If so, you need to approach your employer and check if they are furloughing you. You both have to agree to this, but you, the employee, have no right of appeal if they refuse to furlough you.

If you have multiple employers and you were on multiple payrolls AND they each reported your pay by 19 March, check with all of them. You are allowed to be furloughed by every employer separately.

If so, what might you get?

An employer is allowed to reclaim from the government up to 80% of your average monthly pay, up to a cap of £2,500 per month. So it will cost the employer nothing to pay you 80% of your normal monthly pay for a minimum of three weeks.

UPDATE 12 May 2020: Employers can furlough for up to five months from 1 March to end of July 2020. From August 2020 there will be changes to the scheme, but the scheme has been extended to October 2020.

UPDATE 29 MAY 2020: Employers will be able to introduce flexible furloughing from July 2020. Eg, work 2 days and furlough 3 days.

Some employers will pay their staff more and take the hit themselves. You’d need to check with the employer.

What if they say no?

Try to find out why an employer is not furloughing you. It’s possible that they don’t realise it’s free to them.

It may be that they have a cash flow issue themselves. If so, you could offer to wait until they get paid before taking your government-backed salary.
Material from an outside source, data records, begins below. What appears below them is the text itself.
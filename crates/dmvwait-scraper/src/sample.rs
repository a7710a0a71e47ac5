//! Wait-time sampler.
//!
//! Re-visits every known facility's detail page and extracts the posted
//! appointment and walk-in waits. The capture timestamp is taken once per
//! run in a configured timezone and injected here, so a run is fully
//! deterministic given one clock value, and every sample in a run shares
//! the same hour stamp.

use chrono::{DateTime, Datelike, Utc};
use chrono_tz::Tz;
use futures::stream::{self, StreamExt};

use crate::client::PortalClient;
use crate::parse;
use crate::types::WaitSample;

/// The run-wide capture stamp: the run's wall-clock hour in the configured
/// timezone, plus the derived weekday.
#[derive(Debug, Clone)]
pub struct RunStamp {
    /// `YYYY-MM-DD HH:00:00` — truncated to the hour.
    pub captured: String,
    /// 0 = Sunday, matching strftime `%w`.
    pub day: u8,
}

impl RunStamp {
    #[must_use]
    pub fn new(now_utc: DateTime<Utc>, timezone: Tz) -> Self {
        let local = now_utc.with_timezone(&timezone);
        let captured = local.format("%Y-%m-%d %H:00:00").to_string();
        let day = u8::try_from(local.weekday().num_days_from_sunday()).unwrap_or(0);
        Self { captured, day }
    }
}

/// Derives the (office type, location slug) identity from a detail URL.
///
/// Detail URLs have the fixed shape
/// `https://host/portal/<type>/<location>/…`, so the type and location are
/// segments 4 and 5 of a plain `/` split. This is a structural contract on
/// the portal's URL layout, not a heuristic; a URL with too few segments
/// has no usable identity and yields `None`.
#[must_use]
pub fn sample_identity(url: &str) -> Option<(String, String)> {
    let parts: Vec<&str> = url.trim().split('/').collect();
    let office_type = parts.get(4).copied().filter(|s| !s.is_empty())?;
    let location = parts.get(5).copied().filter(|s| !s.is_empty())?;
    Some((office_type.to_string(), location.to_string()))
}

/// Samples every facility once, with bounded fetch concurrency.
///
/// Facilities are independent: a fetch failure or a malformed URL skips
/// that facility with a warning and never affects the rest of the run.
pub async fn sample_facilities(
    client: &PortalClient,
    urls: &[String],
    stamp: &RunStamp,
    max_concurrent: usize,
) -> Vec<WaitSample> {
    stream::iter(urls)
        .map(|url| async move { sample_one(client, url, stamp).await })
        .buffered(max_concurrent.max(1))
        .filter_map(|sample| async move { sample })
        .collect()
        .await
}

async fn sample_one(client: &PortalClient, url: &str, stamp: &RunStamp) -> Option<WaitSample> {
    let Some((office_type, location)) = sample_identity(url) else {
        tracing::warn!(url, "detail URL has too few path segments; skipping facility");
        return None;
    };

    let html = match client.fetch_html(url).await {
        Ok(html) => html,
        Err(err) => {
            tracing::warn!(url, error = %err, "detail page fetch failed; skipping facility");
            return None;
        }
    };

    let (appt_wait, no_appt_wait) = parse::extract_wait_times(&html);

    Some(WaitSample {
        location,
        office_type,
        appt_wait,
        no_appt_wait,
        captured: stamp.captured.clone(),
        day: stamp.day,
    })
}

// ---------------------------------------------------------------------------
// Tests
// ---------------------------------------------------------------------------

#[cfg(test)]
mod tests {
    use super::*;
    use chrono::TimeZone;

    #[test]
    fn identity_comes_from_fixed_path_positions() {
        let identity =
            sample_identity("https://www.dmv.ca.gov/portal/field-office/santa-monica/").unwrap();
        assert_eq!(identity.0, "field-office");
        assert_eq!(identity.1, "santa-monica");
    }

    #[test]
    fn identity_tolerates_surrounding_whitespace() {
        let identity =
            sample_identity("  https://www.dmv.ca.gov/portal/field-office/tracy/ ").unwrap();
        assert_eq!(identity.1, "tracy");
    }

    #[test]
    fn short_urls_have_no_identity() {
        assert_eq!(sample_identity("https://www.dmv.ca.gov/portal/"), None);
        assert_eq!(sample_identity("https://www.dmv.ca.gov/portal/field-office"), None);
        assert_eq!(sample_identity(""), None);
    }

    #[test]
    fn stamp_truncates_to_the_hour_in_the_run_timezone() {
        // 2025-01-05 12:47 UTC is 04:47 in Los Angeles, a Sunday.
        let now = Utc.with_ymd_and_hms(2025, 1, 5, 12, 47, 33).unwrap();
        let stamp = RunStamp::new(now, chrono_tz::America::Los_Angeles);
        assert_eq!(stamp.captured, "2025-01-05 04:00:00");
        assert_eq!(stamp.day, 0);
    }

    #[test]
    fn the_timezone_decides_both_hour_and_weekday() {
        // 04:30 UTC on Monday is still Sunday evening in Los Angeles.
        let now = Utc.with_ymd_and_hms(2025, 1, 6, 4, 30, 0).unwrap();

        let pacific = RunStamp::new(now, chrono_tz::America::Los_Angeles);
        assert_eq!(pacific.captured, "2025-01-05 20:00:00");
        assert_eq!(pacific.day, 0);

        let utc = RunStamp::new(now, chrono_tz::UTC);
        assert_eq!(utc.captured, "2025-01-06 04:00:00");
        assert_eq!(utc.day, 1);
    }
}
//! Tolerant HTML field extraction for search cards and detail pages.
//!
//! Every lookup is independently optional: a card missing any sub-element
//! still produces a record with `None` for that field only. The one
//! exception is the "No Locations found" placeholder card, which is not a
//! facility at all and is dropped entirely.

use scraper::{ElementRef, Html, Selector};

use crate::types::FacilityCard;

/// Placeholder text the portal renders inside a card when a search query
/// matches nothing.
pub const NO_RESULTS_SENTINEL: &str = "No Locations found";

/// Sentinel stored in [`FacilityCard::hours`] when a card carries no
/// opening-hours metadata.
pub const HOURS_UNAVAILABLE: &str = "Hours not available";

/// Everything extracted from one search results page.
pub struct PageExtract {
    /// Cards present on the page, including "no results" placeholders.
    pub card_count: usize,
    /// Facility records, placeholders excluded.
    pub records: Vec<FacilityCard>,
}

struct CardSelectors {
    card: Selector,
    title: Selector,
    type_label: Selector,
    service: Selector,
    address: Selector,
    street: Selector,
    locality: Selector,
    region: Selector,
    postal: Selector,
    hours: Selector,
}

impl CardSelectors {
    fn new() -> Self {
        let parse = |s: &str| Selector::parse(s).expect("valid selector");
        Self {
            card: parse("li.location-results__list-item.search-card"),
            title: parse("h3.search-card__title"),
            type_label: parse("p.search-card__type-label"),
            service: parse("span.kiosk-callout"),
            address: parse(r#"[itemprop="address"]"#),
            street: parse(r#"[itemprop="streetAddress"]"#),
            locality: parse(r#"[itemprop="addressLocality"]"#),
            region: parse(r#"[itemprop="addressRegion"]"#),
            postal: parse(r#"[itemprop="postalCode"]"#),
            hours: parse(r#"meta[itemprop="openingHours"]"#),
        }
    }
}

/// Extracts all facility cards from a search results page.
///
/// `card_count` includes sentinel placeholders so the crawler can tell an
/// empty page from an all-placeholder page; `records` never contains them.
#[must_use]
pub fn extract_cards(html: &str) -> PageExtract {
    let document = Html::parse_document(html);
    let selectors = CardSelectors::new();

    let mut card_count = 0;
    let mut records = Vec::new();

    for card in document.select(&selectors.card) {
        card_count += 1;
        let text: String = card.text().collect();
        if text.contains(NO_RESULTS_SENTINEL) {
            continue;
        }
        records.push(extract_card(card, &selectors));
    }

    PageExtract {
        card_count,
        records,
    }
}

fn extract_card(card: ElementRef<'_>, selectors: &CardSelectors) -> FacilityCard {
    let name = card
        .select(&selectors.title)
        .next()
        .map(|el| collapse_text(el))
        .filter(|s| !s.is_empty());

    let type_label = card.select(&selectors.type_label).next();

    // The type label nests service callout spans; the category is its
    // direct text nodes only.
    let location_type = type_label
        .map(|el| {
            el.children()
                .filter_map(|node| node.value().as_text().map(|t| t.to_string()))
                .collect::<String>()
                .trim()
                .to_string()
        })
        .filter(|s| !s.is_empty());

    let services = type_label
        .map(|el| {
            el.select(&selectors.service)
                .map(|s| collapse_text(s))
                .collect()
        })
        .unwrap_or_default();

    let detail_url = card.value().attr("data-detail-url").map(str::to_string);
    let latitude = card
        .value()
        .attr("data-lat")
        .and_then(|v| v.trim().parse::<f64>().ok());
    let longitude = card
        .value()
        .attr("data-lng")
        .and_then(|v| v.trim().parse::<f64>().ok());

    let address = extract_address(card, selectors);

    let hours = card
        .select(&selectors.hours)
        .next()
        .and_then(|el| el.value().attr("content"))
        .unwrap_or(HOURS_UNAVAILABLE)
        .to_string();

    FacilityCard {
        name,
        location_type,
        services,
        latitude,
        longitude,
        detail_url,
        address,
        hours,
    }
}

/// Recomposes the schema.org address parts into the composite
/// `"street, city, STATE ZIP"` form the normalizer decomposes.
///
/// Missing parts are left empty and stray separators trimmed, so a card with
/// only a street still yields `Some("123 Main St")` while a card with no
/// address block at all yields `None`.
fn extract_address(card: ElementRef<'_>, selectors: &CardSelectors) -> Option<String> {
    let scope = card.select(&selectors.address).next()?;
    let part = |selector: &Selector| {
        scope
            .select(selector)
            .next()
            .map(|el| collapse_text(el))
            .unwrap_or_default()
    };

    let street = part(&selectors.street);
    let locality = part(&selectors.locality);
    let region = part(&selectors.region);
    let postal = part(&selectors.postal);

    let composed = format!("{street}, {locality}, {region} {postal}");
    let composed = composed.trim_matches(|c| c == ',' || c == ' ').to_string();
    if composed.is_empty() {
        None
    } else {
        Some(composed)
    }
}

/// Extracts the wait metrics from a facility detail page: the first two
/// `span.p.medium` values, in order (appointment wait, then walk-in wait).
#[must_use]
pub fn extract_wait_times(html: &str) -> (Option<f64>, Option<f64>) {
    let document = Html::parse_document(html);
    let selector = Selector::parse("span.p.medium").expect("valid selector");

    let mut values = document
        .select(&selector)
        .map(|el| parse_wait_value(&el.text().collect::<String>()));

    (values.next().flatten(), values.next().flatten())
}

/// Parses one posted wait value.
///
/// `"closed"` in any case means not available, as does any other
/// non-numeric text; numeric text is minutes.
#[must_use]
pub fn parse_wait_value(text: &str) -> Option<f64> {
    let trimmed = text.trim();
    if trimmed.eq_ignore_ascii_case("closed") {
        return None;
    }
    trimmed.parse::<f64>().ok()
}

fn collapse_text(el: ElementRef<'_>) -> String {
    el.text()
        .collect::<String>()
        .split_whitespace()
        .collect::<Vec<_>>()
        .join(" ")
}

// ---------------------------------------------------------------------------
// Tests
// ---------------------------------------------------------------------------

#[cfg(test)]
mod tests {
    use super::*;

    const FULL_CARD: &str = r#"
        <html><body><ul>
        <li class="location-results__list-item search-card"
            data-detail-url="https://www.dmv.ca.gov/portal/field-office/santa-monica/"
            data-lat="34.0195" data-lng="-118.4912">
            <h3 class="search-card__title">Santa Monica</h3>
            <p class="search-card__type-label">
                Field Office
                <span class="kiosk-callout">Self-service kiosk</span>
            </p>
            <div itemprop="address">
                <span itemprop="streetAddress">2235 Colorado Ave</span>
                <span itemprop="addressLocality">Santa Monica</span>
                <span itemprop="addressRegion">CA</span>
                <span itemprop="postalCode">90404</span>
            </div>
            <meta itemprop="openingHours" content="Mo-Fr 08:00-17:00">
        </li>
        </ul></body></html>
    "#;

    // -----------------------------------------------------------------------
    // Card extraction
    // -----------------------------------------------------------------------

    #[test]
    fn extracts_all_fields_from_a_full_card() {
        let extract = extract_cards(FULL_CARD);
        assert_eq!(extract.card_count, 1);
        assert_eq!(extract.records.len(), 1);

        let card = &extract.records[0];
        assert_eq!(card.name.as_deref(), Some("Santa Monica"));
        assert_eq!(card.location_type.as_deref(), Some("Field Office"));
        assert_eq!(card.services, vec!["Self-service kiosk".to_string()]);
        assert_eq!(
            card.detail_url.as_deref(),
            Some("https://www.dmv.ca.gov/portal/field-office/santa-monica/")
        );
        assert!((card.latitude.unwrap() - 34.0195).abs() < 1e-9);
        assert!((card.longitude.unwrap() - (-118.4912)).abs() < 1e-9);
        assert_eq!(
            card.address.as_deref(),
            Some("2235 Colorado Ave, Santa Monica, CA 90404")
        );
        assert_eq!(card.hours, "Mo-Fr 08:00-17:00");
    }

    #[test]
    fn bare_card_yields_none_fields_not_an_error() {
        let html = r#"<li class="location-results__list-item search-card"></li>"#;
        let extract = extract_cards(html);
        assert_eq!(extract.records.len(), 1);

        let card = &extract.records[0];
        assert_eq!(card.name, None);
        assert_eq!(card.location_type, None);
        assert!(card.services.is_empty());
        assert_eq!(card.detail_url, None);
        assert_eq!(card.latitude, None);
        assert_eq!(card.address, None);
        assert_eq!(card.hours, HOURS_UNAVAILABLE);
    }

    #[test]
    fn sentinel_card_is_excluded_entirely() {
        let html = r#"
            <li class="location-results__list-item search-card">
                <p>No Locations found near your search.</p>
            </li>
        "#;
        let extract = extract_cards(html);
        assert_eq!(extract.card_count, 1, "the placeholder still counts as a card");
        assert!(
            extract.records.is_empty(),
            "the placeholder must not become a record with null fields"
        );
    }

    #[test]
    fn mixed_page_keeps_real_cards_and_drops_the_sentinel() {
        let html = format!(
            r#"{FULL_CARD}<li class="location-results__list-item search-card">No Locations found</li>"#
        );
        let extract = extract_cards(&html);
        assert_eq!(extract.card_count, 2);
        assert_eq!(extract.records.len(), 1);
        assert_eq!(extract.records[0].name.as_deref(), Some("Santa Monica"));
    }

    #[test]
    fn unparseable_coordinates_become_none() {
        let html = r#"
            <li class="location-results__list-item search-card"
                data-lat="not-a-number" data-lng="">
            </li>
        "#;
        let card = &extract_cards(html).records[0];
        assert_eq!(card.latitude, None);
        assert_eq!(card.longitude, None);
    }

    #[test]
    fn partial_address_composes_without_stray_separators() {
        let html = r#"
            <li class="location-results__list-item search-card">
                <div itemprop="address">
                    <span itemprop="streetAddress">123 Main St</span>
                </div>
            </li>
        "#;
        let card = &extract_cards(html).records[0];
        assert_eq!(card.address.as_deref(), Some("123 Main St"));
    }

    #[test]
    fn type_label_excludes_nested_service_spans() {
        let card = &extract_cards(FULL_CARD).records[0];
        assert_eq!(card.location_type.as_deref(), Some("Field Office"));
        assert!(!card.location_type.as_deref().unwrap().contains("kiosk"));
    }

    // -----------------------------------------------------------------------
    // Wait value parsing
    // -----------------------------------------------------------------------

    #[test]
    fn numeric_wait_text_parses_to_minutes() {
        assert_eq!(parse_wait_value("12"), Some(12.0));
        assert_eq!(parse_wait_value(" 7.5 "), Some(7.5));
    }

    #[test]
    fn closed_is_not_available_in_any_case() {
        assert_eq!(parse_wait_value("closed"), None);
        assert_eq!(parse_wait_value("Closed"), None);
        assert_eq!(parse_wait_value("CLOSED"), None);
    }

    #[test]
    fn garbage_degrades_to_not_available() {
        assert_eq!(parse_wait_value("garbage"), None);
        assert_eq!(parse_wait_value(""), None);
    }

    #[test]
    fn detail_page_yields_both_metrics_in_order() {
        let html = r#"
            <div><span class="p medium">15</span></div>
            <div><span class="p medium">45</span></div>
        "#;
        assert_eq!(extract_wait_times(html), (Some(15.0), Some(45.0)));
    }

    #[test]
    fn detail_page_with_one_closed_metric() {
        let html = r#"
            <span class="p medium">Closed</span>
            <span class="p medium">30</span>
        "#;
        assert_eq!(extract_wait_times(html), (None, Some(30.0)));
    }

    #[test]
    fn detail_page_without_wait_spans_yields_neither_metric() {
        assert_eq!(extract_wait_times("<html><body></body></html>"), (None, None));
    }
}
3 – Check your eligibility for benefits

Benefits may be available to you even if you’re part of the furloughing scheme, particularly if your income on furlough is very low.

It’s worth using a benefits checking site to see what you might be eligible for. It’s like a dry run for applying to the DWP. You can also get advice from Citizens Advice.

turn2us.org.uk >

Citizens Advice >

Universal Credit

Universal Credit may work for you if you do not have support from elsewhere.

To be eligible your household needs to have less than £16K in accessible cash (savings, etc).

  • If you live on your own you are the household.
  • If you live as a couple, sharing bills, you are both the household.
  • If you live in a flat share, but not as a couple, you’re treated as if you live on your own.
How much will you get?

This is very hard to generalise about. If you are 25 or over, a basic amount may be £450-ish per month. For a couple it would be £550-ish per month. But UC can be substantially higher if you have children, and are paying rent or mortgage interest.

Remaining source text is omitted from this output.